Monitization could occur on either end, people could pay for news and all that, but I don't agree to that. The goal is not for capitalism to thrive, it is for an imaginative game to thrive and if that requires fiscal suspension of disbelief, so be it.
The topic that will inevitably come up is moderation, and who has to moderate. I think this question is incorrect. Any player can /shout. Any player can spam any number of expletives in /gossip. Players already can influence massive numbers of players negatively through bad behaviour. The solution to that is /report and this is also the solution to the news problem. GMs are already there to deal with reports of bad behaviour and this would be no exception, but I absolutely, completely disagree that each piece of news would need to be moderated before being published. That's just wasteful.

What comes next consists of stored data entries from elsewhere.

//! Noise player implementation using rodio.
//!
//! The rodio output stream is not `Send`, so it lives on a dedicated audio
//! thread. The player handle talks to that thread over a crossbeam channel;
//! commands are applied in order, which keeps the output single-voice: a new
//! noise always stops the previous sink before it starts.

use std::fs::File;
use std::io::BufReader;
use std::path::{Path, PathBuf};
use std::sync::{Arc, Mutex, PoisonError};
use std::thread::JoinHandle;

use crossbeam_channel::{bounded, unbounded, Receiver, Sender};
use rodio::{Decoder, OutputStream, Sink, Source};
use tracing::{debug, warn};

use super::error::SoundError;
use super::library::{NoiseLibrary, NONE_KEY};
use super::SoundPort;

/// Commands processed by the audio thread.
#[derive(Debug)]
enum AudioCommand {
    Play { path: PathBuf, volume: f32 },
    Stop,
    SetVolume(f32),
    Shutdown,
}

/// Loops ambient noise files through the default audio output.
pub struct RodioNoisePlayer {
    library: Arc<NoiseLibrary>,
    commands: Sender<AudioCommand>,
    thread: Mutex<Option<JoinHandle<()>>>,
}

impl RodioNoisePlayer {
    /// Starts the audio thread and opens the default output device.
    ///
    /// # Errors
    ///
    /// Returns `SoundError::DeviceNotAvailable` if no audio output device
    /// is available.
    pub fn new(library: Arc<NoiseLibrary>) -> Result<Self, SoundError> {
        let (commands, rx) = unbounded();
        let (ready_tx, ready_rx) = bounded(1);

        let thread = std::thread::Builder::new()
            .name("leanfocus-audio".to_string())
            .spawn(move || audio_thread(rx, ready_tx))
            .map_err(|e| SoundError::StreamError(e.to_string()))?;

        match ready_rx.recv() {
            Ok(Ok(())) => {}
            Ok(Err(e)) => {
                let _ = thread.join();
                return Err(e);
            }
            Err(_) => {
                let _ = thread.join();
                return Err(SoundError::StreamError(
                    "audio thread exited during startup".to_string(),
                ));
            }
        }

        debug!("Audio output stream initialized");

        Ok(Self {
            library,
            commands,
            thread: Mutex::new(Some(thread)),
        })
    }

    fn send(&self, command: AudioCommand) -> Result<(), SoundError> {
        self.commands
            .send(command)
            .map_err(|_| SoundError::PlaybackError("audio thread is not running".to_string()))
    }
}

impl SoundPort for RodioNoisePlayer {
    fn play(&self, noise_key: &str, volume: f32) -> Result<(), SoundError> {
        // Stop first so an unknown or missing noise never leaves the old one playing.
        self.send(AudioCommand::Stop)?;

        if noise_key == NONE_KEY {
            return Ok(());
        }
        let path = self
            .library
            .path(noise_key)
            .ok_or_else(|| SoundError::UnknownNoise(noise_key.to_string()))?;
        if !path.is_file() {
            return Err(SoundError::FileNotFound(path.display().to_string()));
        }

        debug!("Playing noise: {}", noise_key);
        self.send(AudioCommand::Play {
            path: path.to_path_buf(),
            volume: volume.clamp(0.0, 1.0),
        })
    }

    fn stop(&self) {
        if let Err(e) = self.send(AudioCommand::Stop) {
            warn!("Failed to stop noise: {}", e);
        }
    }

    fn set_volume(&self, volume: f32) {
        if let Err(e) = self.send(AudioCommand::SetVolume(volume.clamp(0.0, 1.0))) {
            warn!("Failed to change volume: {}", e);
        }
    }
}

impl Drop for RodioNoisePlayer {
    fn drop(&mut self) {
        let _ = self.commands.send(AudioCommand::Shutdown);
        let handle = self
            .thread
            .lock()
            .unwrap_or_else(PoisonError::into_inner)
            .take();
        if let Some(handle) = handle {
            let _ = handle.join();
        }
    }
}

impl std::fmt::Debug for RodioNoisePlayer {
    fn fmt(&self, f: &mut std::fmt::Formatter<'_>) -> std::fmt::Result {
        f.debug_struct("RodioNoisePlayer")
            .field("noises", &self.library.len())
            .finish_non_exhaustive()
    }
}

fn audio_thread(rx: Receiver<AudioCommand>, ready: Sender<Result<(), SoundError>>) {
    let (_stream, handle) = match OutputStream::try_default() {
        Ok(output) => {
            let _ = ready.send(Ok(()));
            output
        }
        Err(e) => {
            let _ = ready.send(Err(SoundError::DeviceNotAvailable(e.to_string())));
            return;
        }
    };

    let mut current: Option<Sink> = None;

    for command in rx.iter() {
        match command {
            AudioCommand::Play { path, volume } => {
                if let Some(sink) = current.take() {
                    sink.stop();
                }
                match open_looped(&path) {
                    Ok(decoder) => match Sink::try_new(&handle) {
                        Ok(sink) => {
                            sink.set_volume(volume);
                            sink.append(decoder);
                            current = Some(sink);
                        }
                        Err(e) => warn!("Failed to create audio sink: {}", e),
                    },
                    Err(e) => warn!("{}", e),
                }
            }
            AudioCommand::Stop => {
                if let Some(sink) = current.take() {
                    sink.stop();
                }
            }
            AudioCommand::SetVolume(volume) => {
                if let Some(sink) = &current {
                    sink.set_volume(volume);
                }
            }
            AudioCommand::Shutdown => break,
        }
    }

    if let Some(sink) = current.take() {
        sink.stop();
    }
    debug!("Audio thread stopped");
}

fn open_looped(path: &Path) -> Result<impl Source<Item = i16> + Send + 'static, SoundError> {
    let file = File::open(path)
        .map_err(|e| SoundError::FileNotFound(format!("{}: {}", path.display(), e)))?;
    Decoder::new_looped(BufReader::new(file))
        .map_err(|e| SoundError::DecodeError(format!("{}: {}", path.display(), e)))
}

/// Creates the audio player, falling back to silence if audio is unavailable.
///
/// If audio initialization fails, a warning is logged and a
/// [`SilentPlayer`](super::SilentPlayer) is returned instead.
#[must_use]
pub fn try_create_player(library: Arc<NoiseLibrary>) -> Arc<dyn SoundPort> {
    match RodioNoisePlayer::new(library) {
        Ok(player) => Arc::new(player),
        Err(e) => {
            warn!("Audio not available, noise disabled: {} ({})", e, e.suggestion());
            Arc::new(super::SilentPlayer)
        }
    }
}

Being a programmer, I understand that the devil is in the details when adding new features, but the implementation of this feature is trivial in the scope of such a large 3D game. The entities and much of the logic to complete this is
already ingame, the biggest prohibiting factor is executive leadership and lack of decision to implement this strictly roleplay-focused feature.
I won't comment any more on this other than to say that I don't think this feature will ever make it ingame, and I think that's a
crying shame.
That is all I have to say on this, thank you for dragging me out of my hole and getting me nostalgic. Godammit, Rigwyn.